• Exercise prompt:
Where the word "kilometers" shows up in the entries below, please copy the whole line.

• Source data:
>>>
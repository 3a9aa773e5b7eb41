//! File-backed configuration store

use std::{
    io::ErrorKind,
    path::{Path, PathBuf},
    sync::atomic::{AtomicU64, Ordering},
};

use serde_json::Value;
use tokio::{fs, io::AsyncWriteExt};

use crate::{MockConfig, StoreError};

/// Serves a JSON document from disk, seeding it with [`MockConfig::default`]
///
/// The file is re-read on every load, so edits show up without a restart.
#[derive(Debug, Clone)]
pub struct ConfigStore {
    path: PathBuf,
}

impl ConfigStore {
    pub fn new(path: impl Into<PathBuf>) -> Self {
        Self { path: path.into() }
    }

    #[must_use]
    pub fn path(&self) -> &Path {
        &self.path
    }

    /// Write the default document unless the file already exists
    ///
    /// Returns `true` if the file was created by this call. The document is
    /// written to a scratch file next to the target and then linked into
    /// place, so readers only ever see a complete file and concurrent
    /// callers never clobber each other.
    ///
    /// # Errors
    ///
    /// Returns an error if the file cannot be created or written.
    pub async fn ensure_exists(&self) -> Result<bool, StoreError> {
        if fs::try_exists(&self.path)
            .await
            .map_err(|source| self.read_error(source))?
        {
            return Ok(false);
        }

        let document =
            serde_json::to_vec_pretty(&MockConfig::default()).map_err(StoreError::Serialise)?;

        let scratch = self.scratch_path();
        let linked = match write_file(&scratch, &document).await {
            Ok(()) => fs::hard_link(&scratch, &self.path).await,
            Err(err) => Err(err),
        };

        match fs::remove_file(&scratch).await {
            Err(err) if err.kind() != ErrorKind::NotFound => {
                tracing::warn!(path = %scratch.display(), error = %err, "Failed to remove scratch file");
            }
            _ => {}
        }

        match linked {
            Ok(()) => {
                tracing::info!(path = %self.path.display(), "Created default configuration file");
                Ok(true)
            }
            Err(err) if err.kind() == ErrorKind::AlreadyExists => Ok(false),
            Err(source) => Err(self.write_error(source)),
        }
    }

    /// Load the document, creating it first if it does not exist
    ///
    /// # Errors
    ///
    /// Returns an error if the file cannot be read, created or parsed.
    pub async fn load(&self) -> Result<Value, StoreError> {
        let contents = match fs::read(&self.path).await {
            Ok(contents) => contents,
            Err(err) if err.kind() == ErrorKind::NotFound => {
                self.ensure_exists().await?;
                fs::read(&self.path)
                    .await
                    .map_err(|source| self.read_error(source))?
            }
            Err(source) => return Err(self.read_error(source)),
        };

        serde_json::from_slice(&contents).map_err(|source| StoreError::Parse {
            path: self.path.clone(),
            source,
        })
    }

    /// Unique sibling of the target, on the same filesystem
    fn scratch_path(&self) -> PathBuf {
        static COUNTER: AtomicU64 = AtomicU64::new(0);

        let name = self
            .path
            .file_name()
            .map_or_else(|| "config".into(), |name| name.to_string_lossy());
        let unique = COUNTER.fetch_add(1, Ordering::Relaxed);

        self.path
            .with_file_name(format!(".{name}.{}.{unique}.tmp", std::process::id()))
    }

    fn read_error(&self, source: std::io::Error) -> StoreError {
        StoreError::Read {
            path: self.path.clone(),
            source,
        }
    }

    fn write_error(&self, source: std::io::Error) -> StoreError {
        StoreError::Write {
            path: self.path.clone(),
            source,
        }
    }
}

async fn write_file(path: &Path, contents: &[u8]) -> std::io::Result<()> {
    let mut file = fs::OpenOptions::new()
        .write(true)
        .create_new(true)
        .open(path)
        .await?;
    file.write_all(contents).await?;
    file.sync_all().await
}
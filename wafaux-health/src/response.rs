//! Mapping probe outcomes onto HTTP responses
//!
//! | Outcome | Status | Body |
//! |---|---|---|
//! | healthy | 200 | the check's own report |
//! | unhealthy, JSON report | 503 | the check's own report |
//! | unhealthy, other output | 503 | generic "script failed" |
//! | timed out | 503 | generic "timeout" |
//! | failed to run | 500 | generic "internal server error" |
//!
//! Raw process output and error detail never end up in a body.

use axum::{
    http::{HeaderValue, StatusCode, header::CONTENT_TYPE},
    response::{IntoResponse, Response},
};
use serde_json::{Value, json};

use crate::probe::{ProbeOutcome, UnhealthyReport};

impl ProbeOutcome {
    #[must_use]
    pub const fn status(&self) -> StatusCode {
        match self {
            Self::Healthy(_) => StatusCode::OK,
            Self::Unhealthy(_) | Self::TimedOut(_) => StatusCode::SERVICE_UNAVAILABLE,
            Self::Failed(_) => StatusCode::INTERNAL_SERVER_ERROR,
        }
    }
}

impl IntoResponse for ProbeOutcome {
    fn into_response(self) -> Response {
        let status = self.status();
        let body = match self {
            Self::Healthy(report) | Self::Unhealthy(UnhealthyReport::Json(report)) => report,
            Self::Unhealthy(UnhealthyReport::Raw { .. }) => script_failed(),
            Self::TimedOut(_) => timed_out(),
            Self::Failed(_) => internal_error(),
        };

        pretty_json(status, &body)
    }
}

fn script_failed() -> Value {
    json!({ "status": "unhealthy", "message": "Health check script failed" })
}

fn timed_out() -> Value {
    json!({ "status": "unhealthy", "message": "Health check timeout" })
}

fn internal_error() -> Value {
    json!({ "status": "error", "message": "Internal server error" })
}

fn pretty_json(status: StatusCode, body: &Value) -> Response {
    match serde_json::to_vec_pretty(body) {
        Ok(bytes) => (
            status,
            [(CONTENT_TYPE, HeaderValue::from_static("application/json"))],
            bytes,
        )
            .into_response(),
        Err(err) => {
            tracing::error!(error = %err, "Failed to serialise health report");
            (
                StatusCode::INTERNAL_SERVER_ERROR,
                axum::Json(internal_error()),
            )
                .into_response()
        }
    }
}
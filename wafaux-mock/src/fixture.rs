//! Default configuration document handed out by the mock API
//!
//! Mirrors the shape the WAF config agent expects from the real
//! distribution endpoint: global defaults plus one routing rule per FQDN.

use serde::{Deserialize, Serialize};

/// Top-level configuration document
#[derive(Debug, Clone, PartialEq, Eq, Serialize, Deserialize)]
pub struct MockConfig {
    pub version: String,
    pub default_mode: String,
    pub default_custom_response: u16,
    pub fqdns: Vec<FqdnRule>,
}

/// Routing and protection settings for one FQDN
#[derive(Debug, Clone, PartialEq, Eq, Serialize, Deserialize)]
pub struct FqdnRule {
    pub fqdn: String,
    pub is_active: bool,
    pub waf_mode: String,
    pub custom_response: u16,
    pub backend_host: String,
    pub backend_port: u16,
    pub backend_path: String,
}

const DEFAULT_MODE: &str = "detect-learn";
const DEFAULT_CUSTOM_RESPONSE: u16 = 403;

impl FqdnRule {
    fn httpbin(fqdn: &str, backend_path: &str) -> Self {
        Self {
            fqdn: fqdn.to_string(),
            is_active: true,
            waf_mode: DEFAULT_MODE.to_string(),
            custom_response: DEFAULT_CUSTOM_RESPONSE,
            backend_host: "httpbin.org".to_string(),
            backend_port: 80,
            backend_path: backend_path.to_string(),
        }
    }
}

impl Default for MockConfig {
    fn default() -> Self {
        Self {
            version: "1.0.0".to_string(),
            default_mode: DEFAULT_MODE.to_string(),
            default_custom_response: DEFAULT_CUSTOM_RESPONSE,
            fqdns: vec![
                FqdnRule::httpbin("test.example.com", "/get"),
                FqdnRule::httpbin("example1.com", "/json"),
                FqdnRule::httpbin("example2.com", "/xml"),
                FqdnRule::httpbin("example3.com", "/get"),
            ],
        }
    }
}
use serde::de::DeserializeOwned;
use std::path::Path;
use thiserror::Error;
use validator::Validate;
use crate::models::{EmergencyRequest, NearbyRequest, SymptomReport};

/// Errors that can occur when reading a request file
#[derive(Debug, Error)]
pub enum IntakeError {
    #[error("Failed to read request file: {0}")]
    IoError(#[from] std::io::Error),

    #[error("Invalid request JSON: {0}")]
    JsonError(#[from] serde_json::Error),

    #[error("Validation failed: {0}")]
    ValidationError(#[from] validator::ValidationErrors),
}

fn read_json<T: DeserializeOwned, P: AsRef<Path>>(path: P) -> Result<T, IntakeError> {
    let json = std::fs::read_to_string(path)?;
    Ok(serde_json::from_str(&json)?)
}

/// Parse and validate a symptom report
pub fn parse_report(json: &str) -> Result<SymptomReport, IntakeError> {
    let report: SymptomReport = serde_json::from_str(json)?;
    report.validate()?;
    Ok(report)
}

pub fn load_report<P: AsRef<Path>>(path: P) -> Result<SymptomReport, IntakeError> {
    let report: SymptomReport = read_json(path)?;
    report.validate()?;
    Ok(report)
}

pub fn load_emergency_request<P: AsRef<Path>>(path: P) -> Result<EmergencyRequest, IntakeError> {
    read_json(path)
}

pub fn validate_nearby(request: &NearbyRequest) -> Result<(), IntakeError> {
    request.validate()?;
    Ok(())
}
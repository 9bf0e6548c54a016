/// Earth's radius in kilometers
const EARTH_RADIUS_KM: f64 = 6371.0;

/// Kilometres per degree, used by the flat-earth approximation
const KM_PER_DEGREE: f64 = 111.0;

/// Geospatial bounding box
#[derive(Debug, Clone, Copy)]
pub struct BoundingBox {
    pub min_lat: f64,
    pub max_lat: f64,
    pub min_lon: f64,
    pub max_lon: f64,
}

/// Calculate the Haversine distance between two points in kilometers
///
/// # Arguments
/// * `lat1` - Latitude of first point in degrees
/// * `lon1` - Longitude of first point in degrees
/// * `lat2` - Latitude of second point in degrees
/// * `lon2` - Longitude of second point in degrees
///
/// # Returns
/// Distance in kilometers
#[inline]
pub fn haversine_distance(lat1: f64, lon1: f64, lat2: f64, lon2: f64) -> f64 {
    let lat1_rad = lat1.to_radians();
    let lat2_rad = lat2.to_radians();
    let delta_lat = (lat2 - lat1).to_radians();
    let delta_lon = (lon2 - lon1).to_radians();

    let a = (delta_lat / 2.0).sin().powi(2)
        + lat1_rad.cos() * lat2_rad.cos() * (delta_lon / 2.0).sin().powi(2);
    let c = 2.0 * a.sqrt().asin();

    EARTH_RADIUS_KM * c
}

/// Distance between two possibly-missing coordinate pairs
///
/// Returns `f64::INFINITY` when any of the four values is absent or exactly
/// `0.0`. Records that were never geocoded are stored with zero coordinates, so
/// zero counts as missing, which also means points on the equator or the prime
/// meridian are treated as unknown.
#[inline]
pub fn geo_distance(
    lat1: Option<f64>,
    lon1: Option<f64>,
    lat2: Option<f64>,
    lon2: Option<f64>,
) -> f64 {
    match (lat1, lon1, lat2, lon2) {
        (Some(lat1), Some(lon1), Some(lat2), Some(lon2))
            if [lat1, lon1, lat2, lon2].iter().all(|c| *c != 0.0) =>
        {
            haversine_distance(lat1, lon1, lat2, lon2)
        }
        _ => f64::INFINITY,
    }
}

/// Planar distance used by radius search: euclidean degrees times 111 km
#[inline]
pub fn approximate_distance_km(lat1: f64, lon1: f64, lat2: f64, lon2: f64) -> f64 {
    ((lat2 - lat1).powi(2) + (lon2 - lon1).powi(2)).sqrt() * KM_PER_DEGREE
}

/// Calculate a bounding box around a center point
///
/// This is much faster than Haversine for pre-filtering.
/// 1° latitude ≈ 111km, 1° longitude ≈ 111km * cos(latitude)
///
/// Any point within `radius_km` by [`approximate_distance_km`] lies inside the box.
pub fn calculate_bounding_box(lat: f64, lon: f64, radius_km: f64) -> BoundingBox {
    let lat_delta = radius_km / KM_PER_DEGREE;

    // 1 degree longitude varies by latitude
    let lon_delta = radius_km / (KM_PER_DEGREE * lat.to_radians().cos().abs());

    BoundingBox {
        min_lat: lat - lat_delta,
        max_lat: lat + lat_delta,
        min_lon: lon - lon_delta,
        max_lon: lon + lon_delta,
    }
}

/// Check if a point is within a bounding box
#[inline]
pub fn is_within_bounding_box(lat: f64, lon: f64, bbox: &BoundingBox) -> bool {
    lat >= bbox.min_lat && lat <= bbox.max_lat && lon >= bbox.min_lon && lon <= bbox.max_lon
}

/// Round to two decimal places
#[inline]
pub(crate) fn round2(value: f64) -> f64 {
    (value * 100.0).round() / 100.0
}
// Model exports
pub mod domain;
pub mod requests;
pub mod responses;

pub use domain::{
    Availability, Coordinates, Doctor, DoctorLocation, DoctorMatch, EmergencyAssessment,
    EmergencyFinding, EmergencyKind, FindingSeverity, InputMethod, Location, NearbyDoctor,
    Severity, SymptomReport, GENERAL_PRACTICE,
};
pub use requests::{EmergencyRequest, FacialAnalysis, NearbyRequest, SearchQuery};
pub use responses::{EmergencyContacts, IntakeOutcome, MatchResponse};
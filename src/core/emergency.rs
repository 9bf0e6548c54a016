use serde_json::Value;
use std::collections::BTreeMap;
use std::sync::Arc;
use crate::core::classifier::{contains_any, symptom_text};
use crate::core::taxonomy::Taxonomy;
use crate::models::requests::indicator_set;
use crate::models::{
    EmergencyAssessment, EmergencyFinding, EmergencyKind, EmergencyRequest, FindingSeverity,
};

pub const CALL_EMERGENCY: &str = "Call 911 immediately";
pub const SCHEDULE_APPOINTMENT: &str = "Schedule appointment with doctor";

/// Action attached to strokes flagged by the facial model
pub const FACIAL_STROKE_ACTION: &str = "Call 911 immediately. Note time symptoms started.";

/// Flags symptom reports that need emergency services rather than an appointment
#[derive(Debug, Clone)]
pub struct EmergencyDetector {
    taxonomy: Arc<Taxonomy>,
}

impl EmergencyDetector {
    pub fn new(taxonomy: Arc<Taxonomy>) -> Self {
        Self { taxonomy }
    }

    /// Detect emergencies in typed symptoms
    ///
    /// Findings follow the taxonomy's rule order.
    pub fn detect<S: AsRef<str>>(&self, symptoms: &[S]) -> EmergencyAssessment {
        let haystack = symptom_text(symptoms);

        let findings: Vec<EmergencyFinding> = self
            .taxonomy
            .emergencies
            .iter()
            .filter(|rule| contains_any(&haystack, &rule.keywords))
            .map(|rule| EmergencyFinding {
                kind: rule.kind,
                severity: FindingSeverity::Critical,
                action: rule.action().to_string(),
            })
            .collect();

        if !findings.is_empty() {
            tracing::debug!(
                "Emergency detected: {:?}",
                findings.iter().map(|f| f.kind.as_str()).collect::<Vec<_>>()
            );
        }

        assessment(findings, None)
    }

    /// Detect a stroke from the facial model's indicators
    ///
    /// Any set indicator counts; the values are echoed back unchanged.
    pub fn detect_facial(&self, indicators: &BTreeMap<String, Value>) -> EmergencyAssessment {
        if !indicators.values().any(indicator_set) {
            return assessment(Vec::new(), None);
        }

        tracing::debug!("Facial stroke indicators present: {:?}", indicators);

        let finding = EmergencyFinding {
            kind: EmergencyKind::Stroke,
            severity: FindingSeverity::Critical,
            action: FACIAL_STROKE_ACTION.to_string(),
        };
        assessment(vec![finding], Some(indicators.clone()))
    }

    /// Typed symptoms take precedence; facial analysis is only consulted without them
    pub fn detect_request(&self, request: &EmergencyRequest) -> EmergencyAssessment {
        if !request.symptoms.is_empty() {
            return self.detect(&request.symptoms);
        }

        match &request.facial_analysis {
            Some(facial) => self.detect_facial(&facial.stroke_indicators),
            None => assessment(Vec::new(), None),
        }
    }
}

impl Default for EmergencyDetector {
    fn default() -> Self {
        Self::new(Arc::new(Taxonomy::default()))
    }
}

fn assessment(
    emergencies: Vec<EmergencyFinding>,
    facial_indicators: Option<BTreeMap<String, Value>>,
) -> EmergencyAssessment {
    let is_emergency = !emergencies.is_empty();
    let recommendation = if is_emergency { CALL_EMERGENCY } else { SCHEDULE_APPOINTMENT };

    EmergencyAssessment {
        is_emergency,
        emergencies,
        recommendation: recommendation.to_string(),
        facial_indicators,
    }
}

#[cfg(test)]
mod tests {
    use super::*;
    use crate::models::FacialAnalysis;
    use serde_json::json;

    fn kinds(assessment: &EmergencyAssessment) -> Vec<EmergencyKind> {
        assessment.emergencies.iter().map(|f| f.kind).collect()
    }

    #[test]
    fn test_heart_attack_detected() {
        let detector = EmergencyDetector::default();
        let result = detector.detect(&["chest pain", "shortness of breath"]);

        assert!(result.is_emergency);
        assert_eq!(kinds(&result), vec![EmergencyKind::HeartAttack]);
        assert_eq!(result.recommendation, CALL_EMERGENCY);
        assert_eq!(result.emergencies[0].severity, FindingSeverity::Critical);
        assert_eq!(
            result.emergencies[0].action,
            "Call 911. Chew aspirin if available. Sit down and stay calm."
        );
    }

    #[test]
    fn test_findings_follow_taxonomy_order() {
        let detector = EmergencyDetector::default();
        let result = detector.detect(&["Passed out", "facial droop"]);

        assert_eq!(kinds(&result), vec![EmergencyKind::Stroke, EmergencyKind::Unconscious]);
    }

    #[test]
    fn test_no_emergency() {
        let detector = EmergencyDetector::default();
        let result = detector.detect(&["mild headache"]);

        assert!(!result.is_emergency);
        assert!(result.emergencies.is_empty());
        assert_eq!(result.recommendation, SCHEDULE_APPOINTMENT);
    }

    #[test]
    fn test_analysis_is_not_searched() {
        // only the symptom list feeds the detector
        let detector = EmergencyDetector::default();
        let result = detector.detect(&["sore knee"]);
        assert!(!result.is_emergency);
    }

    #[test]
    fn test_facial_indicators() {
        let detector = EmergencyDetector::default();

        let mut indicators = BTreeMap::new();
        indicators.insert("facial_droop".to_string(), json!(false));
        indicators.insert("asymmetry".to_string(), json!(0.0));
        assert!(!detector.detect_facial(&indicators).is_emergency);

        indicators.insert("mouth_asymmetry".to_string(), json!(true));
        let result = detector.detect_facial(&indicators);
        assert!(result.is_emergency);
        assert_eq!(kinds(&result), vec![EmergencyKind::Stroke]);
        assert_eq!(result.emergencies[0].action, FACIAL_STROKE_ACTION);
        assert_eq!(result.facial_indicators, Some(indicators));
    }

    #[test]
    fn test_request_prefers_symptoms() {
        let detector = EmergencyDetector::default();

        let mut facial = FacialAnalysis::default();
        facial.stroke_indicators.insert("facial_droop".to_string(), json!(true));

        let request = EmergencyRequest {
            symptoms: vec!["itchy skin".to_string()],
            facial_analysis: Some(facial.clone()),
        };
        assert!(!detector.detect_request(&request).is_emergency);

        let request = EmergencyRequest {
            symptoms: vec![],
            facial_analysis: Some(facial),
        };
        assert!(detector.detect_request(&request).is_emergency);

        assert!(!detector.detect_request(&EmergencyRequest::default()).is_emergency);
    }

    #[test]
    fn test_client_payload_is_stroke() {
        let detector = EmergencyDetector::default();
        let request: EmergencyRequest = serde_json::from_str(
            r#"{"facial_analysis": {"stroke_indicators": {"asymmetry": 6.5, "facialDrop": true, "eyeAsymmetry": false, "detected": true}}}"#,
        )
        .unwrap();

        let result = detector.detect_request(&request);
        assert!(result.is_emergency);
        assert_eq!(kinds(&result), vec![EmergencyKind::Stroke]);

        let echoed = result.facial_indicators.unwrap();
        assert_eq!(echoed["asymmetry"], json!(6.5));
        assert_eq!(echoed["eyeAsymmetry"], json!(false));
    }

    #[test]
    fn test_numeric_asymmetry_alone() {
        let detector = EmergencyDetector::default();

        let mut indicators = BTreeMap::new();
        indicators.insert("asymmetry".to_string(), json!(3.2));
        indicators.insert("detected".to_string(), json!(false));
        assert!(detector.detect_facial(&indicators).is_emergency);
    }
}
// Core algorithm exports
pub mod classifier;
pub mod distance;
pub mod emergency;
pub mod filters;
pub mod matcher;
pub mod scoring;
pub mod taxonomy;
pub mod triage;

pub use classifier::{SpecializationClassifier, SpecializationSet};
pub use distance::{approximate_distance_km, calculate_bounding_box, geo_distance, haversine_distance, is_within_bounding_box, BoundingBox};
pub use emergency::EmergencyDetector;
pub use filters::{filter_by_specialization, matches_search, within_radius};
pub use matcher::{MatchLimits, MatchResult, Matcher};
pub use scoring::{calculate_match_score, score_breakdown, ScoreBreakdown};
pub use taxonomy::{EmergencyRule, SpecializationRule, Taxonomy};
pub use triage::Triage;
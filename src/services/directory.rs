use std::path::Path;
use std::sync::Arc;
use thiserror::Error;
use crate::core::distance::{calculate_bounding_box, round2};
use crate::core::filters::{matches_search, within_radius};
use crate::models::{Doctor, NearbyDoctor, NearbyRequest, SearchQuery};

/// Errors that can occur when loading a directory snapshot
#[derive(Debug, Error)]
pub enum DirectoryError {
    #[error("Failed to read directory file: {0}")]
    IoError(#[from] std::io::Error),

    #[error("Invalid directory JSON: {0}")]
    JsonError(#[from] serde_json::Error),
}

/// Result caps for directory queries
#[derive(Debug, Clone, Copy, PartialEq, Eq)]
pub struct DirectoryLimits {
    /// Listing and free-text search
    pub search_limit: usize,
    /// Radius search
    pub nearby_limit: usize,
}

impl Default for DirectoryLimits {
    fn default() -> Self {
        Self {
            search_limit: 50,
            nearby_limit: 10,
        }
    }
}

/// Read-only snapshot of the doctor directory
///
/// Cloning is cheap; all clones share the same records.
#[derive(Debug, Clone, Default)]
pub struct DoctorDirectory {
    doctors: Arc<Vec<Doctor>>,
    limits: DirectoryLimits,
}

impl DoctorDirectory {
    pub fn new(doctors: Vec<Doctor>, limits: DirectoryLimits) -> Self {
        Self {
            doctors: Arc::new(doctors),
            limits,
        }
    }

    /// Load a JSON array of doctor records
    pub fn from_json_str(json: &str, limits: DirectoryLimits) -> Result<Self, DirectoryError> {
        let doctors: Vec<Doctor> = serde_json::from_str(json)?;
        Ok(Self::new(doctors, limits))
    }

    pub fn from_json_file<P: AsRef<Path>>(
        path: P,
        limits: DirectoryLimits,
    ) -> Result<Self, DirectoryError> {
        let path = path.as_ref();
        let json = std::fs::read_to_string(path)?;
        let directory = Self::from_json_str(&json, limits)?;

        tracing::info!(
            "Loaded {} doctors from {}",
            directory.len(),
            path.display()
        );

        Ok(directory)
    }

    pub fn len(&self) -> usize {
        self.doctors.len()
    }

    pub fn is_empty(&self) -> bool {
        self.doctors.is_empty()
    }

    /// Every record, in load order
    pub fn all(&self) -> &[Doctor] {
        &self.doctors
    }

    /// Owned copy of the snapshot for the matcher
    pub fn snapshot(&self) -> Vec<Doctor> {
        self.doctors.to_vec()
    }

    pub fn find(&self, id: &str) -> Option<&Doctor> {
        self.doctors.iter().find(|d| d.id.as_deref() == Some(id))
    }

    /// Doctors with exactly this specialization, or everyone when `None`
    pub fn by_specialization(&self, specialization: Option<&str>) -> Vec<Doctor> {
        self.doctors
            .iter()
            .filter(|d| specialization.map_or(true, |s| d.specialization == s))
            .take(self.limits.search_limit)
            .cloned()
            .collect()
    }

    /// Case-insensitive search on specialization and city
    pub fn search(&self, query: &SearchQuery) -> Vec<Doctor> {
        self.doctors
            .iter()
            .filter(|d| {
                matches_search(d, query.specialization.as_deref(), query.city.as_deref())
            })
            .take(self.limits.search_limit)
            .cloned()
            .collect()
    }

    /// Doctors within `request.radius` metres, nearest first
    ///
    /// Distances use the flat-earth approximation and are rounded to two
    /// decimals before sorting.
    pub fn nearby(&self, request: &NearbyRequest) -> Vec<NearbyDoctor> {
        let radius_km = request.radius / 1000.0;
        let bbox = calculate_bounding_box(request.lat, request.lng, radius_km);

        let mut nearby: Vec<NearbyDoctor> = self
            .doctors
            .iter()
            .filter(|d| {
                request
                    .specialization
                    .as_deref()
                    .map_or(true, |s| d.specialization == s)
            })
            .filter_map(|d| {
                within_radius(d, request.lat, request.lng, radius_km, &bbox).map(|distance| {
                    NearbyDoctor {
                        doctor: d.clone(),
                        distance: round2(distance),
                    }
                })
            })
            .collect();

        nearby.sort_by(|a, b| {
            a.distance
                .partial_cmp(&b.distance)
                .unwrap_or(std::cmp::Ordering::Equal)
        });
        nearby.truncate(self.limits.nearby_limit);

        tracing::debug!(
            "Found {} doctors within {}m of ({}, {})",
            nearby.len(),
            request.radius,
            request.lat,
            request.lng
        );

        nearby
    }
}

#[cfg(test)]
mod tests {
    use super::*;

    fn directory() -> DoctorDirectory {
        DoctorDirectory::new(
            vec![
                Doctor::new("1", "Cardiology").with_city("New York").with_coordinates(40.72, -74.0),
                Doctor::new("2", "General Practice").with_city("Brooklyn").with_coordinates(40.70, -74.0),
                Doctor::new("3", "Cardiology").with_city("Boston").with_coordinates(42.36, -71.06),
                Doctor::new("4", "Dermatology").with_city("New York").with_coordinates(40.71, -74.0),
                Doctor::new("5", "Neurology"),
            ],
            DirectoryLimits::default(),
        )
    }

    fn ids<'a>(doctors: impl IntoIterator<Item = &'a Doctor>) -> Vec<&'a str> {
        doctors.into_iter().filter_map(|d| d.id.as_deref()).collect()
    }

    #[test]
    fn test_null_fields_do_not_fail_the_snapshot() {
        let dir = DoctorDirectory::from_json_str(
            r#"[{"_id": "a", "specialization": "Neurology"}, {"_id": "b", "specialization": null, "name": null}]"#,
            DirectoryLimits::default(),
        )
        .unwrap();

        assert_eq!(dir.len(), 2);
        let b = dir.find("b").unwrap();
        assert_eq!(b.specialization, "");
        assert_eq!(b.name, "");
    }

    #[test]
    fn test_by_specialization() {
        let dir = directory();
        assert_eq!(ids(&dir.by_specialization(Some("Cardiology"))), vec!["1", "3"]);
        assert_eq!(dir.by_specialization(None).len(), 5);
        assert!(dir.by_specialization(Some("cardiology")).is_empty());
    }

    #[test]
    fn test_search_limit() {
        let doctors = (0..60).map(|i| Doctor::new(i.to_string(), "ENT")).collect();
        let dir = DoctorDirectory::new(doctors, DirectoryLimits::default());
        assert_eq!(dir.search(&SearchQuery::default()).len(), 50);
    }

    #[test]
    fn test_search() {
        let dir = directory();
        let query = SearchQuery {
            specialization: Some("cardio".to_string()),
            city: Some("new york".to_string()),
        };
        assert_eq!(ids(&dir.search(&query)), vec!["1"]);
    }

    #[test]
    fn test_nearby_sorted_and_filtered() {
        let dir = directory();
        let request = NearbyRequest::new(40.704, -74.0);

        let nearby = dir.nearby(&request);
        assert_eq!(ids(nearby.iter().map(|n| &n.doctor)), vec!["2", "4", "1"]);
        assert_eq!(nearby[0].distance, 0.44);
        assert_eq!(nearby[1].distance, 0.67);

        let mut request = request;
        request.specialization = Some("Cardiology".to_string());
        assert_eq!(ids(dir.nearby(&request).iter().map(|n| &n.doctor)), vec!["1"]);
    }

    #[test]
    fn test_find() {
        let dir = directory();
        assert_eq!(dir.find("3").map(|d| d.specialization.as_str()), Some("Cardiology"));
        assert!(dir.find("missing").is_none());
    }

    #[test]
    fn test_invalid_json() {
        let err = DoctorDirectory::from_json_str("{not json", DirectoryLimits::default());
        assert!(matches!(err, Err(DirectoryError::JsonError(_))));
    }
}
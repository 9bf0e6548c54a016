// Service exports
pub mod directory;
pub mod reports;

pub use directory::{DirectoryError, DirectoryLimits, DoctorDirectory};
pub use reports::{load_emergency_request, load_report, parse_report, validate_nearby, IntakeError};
<<<
• Result for this exercise:
/// Earth's radius in kilometers
/// Calculate the Haversine distance between two points in kilometers
/// Distance in kilometers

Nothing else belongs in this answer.